This peer-reviewed book series offers an international forum for high-quality scholarly studies on the indigenous languages of South, Central and North America, including the Arctic. Around 1,000 genealogically and typologically very diverse languages are spoken in this immense region. Due to ecological and cultural pressure this treasure trove of languages is often highly endangered with extinction, hence the urgency of its preservation and study. The publications in this series will concern both descriptive and analytical work on American indigenous languages, and include handbooks, language surveys, grammatical descriptions and theoretical, historical, areal and typological monographs or particularly well-organized edited volumes with a central theme. Even though the scope of the series is international, authors are encouraged to write in English to reach as large as possible a readership.

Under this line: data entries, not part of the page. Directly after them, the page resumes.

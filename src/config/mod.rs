// Copyright (c) 2026 Robert L. Snyder, Sierra Vista, AZ
// Licensed under the MIT License. See LICENSE file in the project root for details.

//! Session configuration.
//!
//! A session file is a YAML document carrying the song settings (tempo,
//! capo, sound bank), the chord chart, and any audio tracks and clips.
//! Loading is strict about structure but lenient about omissions: most
//! fields have sensible defaults.

pub mod watcher;

pub use watcher::{SessionEvent, SessionWatcher};

use std::fs;
use std::path::{Path, PathBuf};

use anyhow::{Context, Result};
use serde::{Deserialize, Serialize};

use crate::audio::SoundBank;
use crate::music::{Chord, Progression, StrummingPattern, MAX_CAPO, MAX_FRET, STRING_COUNT};
use crate::timing::{MAX_TEMPO, MIN_TEMPO};

fn default_tempo() -> f64 {
    120.0
}

fn default_beats() -> u32 {
    4
}

fn default_clip_beats() -> f64 {
    8.0
}

fn default_gain() -> f32 {
    1.0
}

/// Root configuration for a session
#[derive(Debug, Clone, Serialize, Deserialize, PartialEq)]
pub struct SessionFile {
    /// Song metadata and settings
    pub session: SessionConfig,
    /// The chord chart, in performance order
    #[serde(default)]
    pub chords: Vec<ChordSpec>,
    /// Audio tracks
    #[serde(default)]
    pub tracks: Vec<TrackSpec>,
    /// Clip placements; `track` indexes into `tracks`
    #[serde(default)]
    pub clips: Vec<ClipSpec>,
}

/// Song-level settings
#[derive(Debug, Clone, Serialize, Deserialize, PartialEq)]
pub struct SessionConfig {
    /// Session name
    pub name: String,
    /// Tempo in BPM
    #[serde(default = "default_tempo")]
    pub tempo: f64,
    /// Loop the chart instead of finishing
    #[serde(default)]
    pub looping: bool,
    /// Capo position (0-11)
    #[serde(default)]
    pub capo: u8,
    /// Instrument sound
    #[serde(default)]
    pub sound_bank: SoundBank,
    /// SF2 soundfont path
    #[serde(default)]
    pub soundfont: Option<PathBuf>,
}

/// A chord in the chart
#[derive(Debug, Clone, Serialize, Deserialize, PartialEq)]
pub struct ChordSpec {
    /// Display name (e.g. "Am7")
    pub name: String,
    /// Duration in beats
    #[serde(default = "default_beats")]
    pub beats: u32,
    /// One entry per string, low string first (-1 muted, 0 open)
    pub fingering: Vec<i8>,
    /// Strumming pattern
    #[serde(default)]
    pub pattern: StrummingPattern,
}

/// An audio track
#[derive(Debug, Clone, Serialize, Deserialize, PartialEq)]
pub struct TrackSpec {
    pub name: String,
    #[serde(default)]
    pub muted: bool,
    #[serde(default)]
    pub soloed: bool,
    #[serde(default = "default_gain")]
    pub gain: f32,
}

/// A clip placement on an audio track
#[derive(Debug, Clone, Serialize, Deserialize, PartialEq)]
pub struct ClipSpec {
    pub name: String,
    /// WAV source path
    pub file: PathBuf,
    /// Index into the `tracks` list
    #[serde(default)]
    pub track: usize,
    #[serde(default)]
    pub start_beat: f64,
    #[serde(default = "default_clip_beats")]
    pub beats: f64,
    #[serde(default)]
    pub offset_beats: f64,
    #[serde(default)]
    pub muted: bool,
}

impl SessionFile {
    /// Load a session from a YAML file
    pub fn load<P: AsRef<Path>>(path: P) -> Result<Self> {
        let contents = fs::read_to_string(path.as_ref())
            .with_context(|| format!("Failed to read session file: {:?}", path.as_ref()))?;
        Self::from_yaml(&contents)
    }

    /// Parse a session from a YAML string
    pub fn from_yaml(yaml: &str) -> Result<Self> {
        serde_yaml::from_str(yaml).context("Failed to parse YAML session")
    }

    /// Serialize to a YAML string
    pub fn to_yaml(&self) -> Result<String> {
        serde_yaml::to_string(self).context("Failed to serialize session to YAML")
    }

    /// Save to a YAML file
    pub fn save<P: AsRef<Path>>(&self, path: P) -> Result<()> {
        let yaml = self.to_yaml()?;
        fs::write(path.as_ref(), yaml)
            .with_context(|| format!("Failed to write session file: {:?}", path.as_ref()))
    }

    /// Check the session for problems, reporting every one found rather
    /// than stopping at the first
    pub fn validate(&self) -> Vec<String> {
        let mut problems = Vec::new();

        if !(MIN_TEMPO..=MAX_TEMPO).contains(&self.session.tempo) {
            problems.push(format!(
                "tempo {} is outside the supported {}-{} BPM range",
                self.session.tempo, MIN_TEMPO, MAX_TEMPO
            ));
        }
        if self.session.capo > MAX_CAPO {
            problems.push(format!(
                "capo {} is above the maximum of {}",
                self.session.capo, MAX_CAPO
            ));
        }

        for (i, chord) in self.chords.iter().enumerate() {
            if chord.beats == 0 {
                problems.push(format!("chord {} ('{}') has zero beats", i, chord.name));
            }
            if chord.fingering.len() != STRING_COUNT {
                problems.push(format!(
                    "chord {} ('{}') has {} fingering entries; expected {}",
                    i,
                    chord.name,
                    chord.fingering.len(),
                    STRING_COUNT
                ));
            }
            for (string, &fret) in chord.fingering.iter().enumerate() {
                if !(-1..=MAX_FRET).contains(&fret) {
                    problems.push(format!(
                        "chord {} ('{}') has invalid fret {} on string {}",
                        i, chord.name, fret, string
                    ));
                }
            }
        }

        for (i, clip) in self.clips.iter().enumerate() {
            if clip.track >= self.tracks.len() {
                problems.push(format!(
                    "clip {} ('{}') references track {} but only {} tracks are defined",
                    i,
                    clip.name,
                    clip.track,
                    self.tracks.len()
                ));
            }
            if clip.beats <= 0.0 {
                problems.push(format!(
                    "clip {} ('{}') has a non-positive duration",
                    i, clip.name
                ));
            }
            if clip.start_beat < 0.0 {
                problems.push(format!(
                    "clip {} ('{}') starts before the timeline",
                    i, clip.name
                ));
            }
        }

        problems
    }

    /// Build the chart from the chord specs. Fails on structural problems
    /// (wrong fingering length); use `validate` for the full report.
    pub fn progression(&self) -> Result<Progression> {
        let mut progression = Progression::new();
        for spec in &self.chords {
            let fingering: [i8; STRING_COUNT] =
                spec.fingering.clone().try_into().map_err(|_| {
                    anyhow::anyhow!(
                        "chord '{}' needs exactly {} fingering entries",
                        spec.name,
                        STRING_COUNT
                    )
                })?;
            progression
                .push(Chord::new(spec.name.clone(), spec.beats, fingering).with_pattern(spec.pattern));
        }
        Ok(progression)
    }

    /// A small starter session for `chordloop init`
    pub fn starter(name: impl Into<String>) -> Self {
        Self {
            session: SessionConfig {
                name: name.into(),
                tempo: 120.0,
                looping: false,
                capo: 0,
                sound_bank: SoundBank::default(),
                soundfont: None,
            },
            chords: vec![
                ChordSpec {
                    name: String::from("C"),
                    beats: 4,
                    fingering: vec![-1, 3, 2, 0, 1, 0],
                    pattern: StrummingPattern::Down,
                },
                ChordSpec {
                    name: String::from("G"),
                    beats: 4,
                    fingering: vec![3, 2, 0, 0, 0, 3],
                    pattern: StrummingPattern::Down,
                },
                ChordSpec {
                    name: String::from("Am"),
                    beats: 4,
                    fingering: vec![-1, 0, 2, 2, 1, 0],
                    pattern: StrummingPattern::DownUp,
                },
                ChordSpec {
                    name: String::from("F"),
                    beats: 4,
                    fingering: vec![1, 3, 3, 2, 1, 1],
                    pattern: StrummingPattern::Down,
                },
            ],
            tracks: Vec::new(),
            clips: Vec::new(),
        }
    }
}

David Beck, Ph.D. (1999) in Linguistics, University of Toronto, is an Associate Professor in the Department of Linguistics at the University of Alberta. He has published extensively on the morphosyntactic and typological properties of the Salishan languages Bella Coola and Lushootseed and on Upper Necaxa Totonac, a Totonacan language of Mesoamerica.
Mily Crevels, Ph.D. (2000) in Linguistics, University of Amsterdam, is a senior researcher at the Centre for Language Studies, Radboud University Nijmegen. Her interests include linguistic typology and descriptive linguistics. She has conducted extensive fieldwork in the Bolivian Amazonian lowlands since 1999 and has published, among others, on language endangerment and areal linguistics.
Hein van der Voort, Ph.D. (2000) General Linguistics, University of Leiden, is a researcher at the Museu Paraense Emílio Goeldi, Belém, Brazil. He has published on Amazonian languages, Eskimo languages, Romani, Pidgins and Creoles. Since 1995, he has been conducting fieldwork on various languages in the Brazilian Amazon. His current project deals with language relationships in the Guaporé region of Bolivia and Brazil.
Roberto Zavala, PhD (2000) in Linguistics University of Oregon, is professor and researcher at CIESAS-Sureste, a Mexican interdisciplinary research center for Social Sciences. He has conducted extensive fieldwork on Mayan, Uto-Aztecan and Mixe-Zoquean languages and has written two grammars and several papers on Wastek, Akatek and Olutec. Currently he is working on language contact in the southern part of Mesoamerica, and language documentation of Zoque, Olutec and Chol.
Series Editors:
David Beck, University of Alberta, Edmonton, Canada
Mily Crevels, Leiden University, Leiden, the Netherlands
Hein van der Voort, Museu Paraense Emílio Goeldi, Belém, Brasil
Roberto Zavala, CIESAS-Sureste, San Cristóbal de las Casas, Mexico
Editorial Board:
Peter Bakker, Aarhus University, Aarhus, Denmark
Ana Fernández Garay, National University of La Pampa, Santa Rosa, Argentina
Michael Fortescue, Prof. em., University of Copenhagen, Copenhagen, Denmark
Enrique Palancar, CNRS, Villejuif, France
Keren Rice, University of Toronto, Toronto, Canada
Frank Seifart, Leibniz-Centre General Linguistics (ZAS), Berlin, Germany
Leo Wetzels, CNRS, Sorbonne Nouvelle University Paris 3, Paris, France & VU Amsterdam, Amsterdam, the Netherlands
In Memoriam:
†Pieter Muysken, Radboud University Nijmegen, Nijmegen, the Netherlands
†Nora England, University of Texas at Austin, Austin, Texas, USA
Victor Golla, California State Polytechnic University, Humboldt, Arcata, California, USA
The core target of the series consists of Americanists, typologists, theoretical linguists, as well as linguists in general. In addition, the series aims at scholars in related disciplines, such as anthropologists, archaeologists, ethnobiologists, historians and geneticists.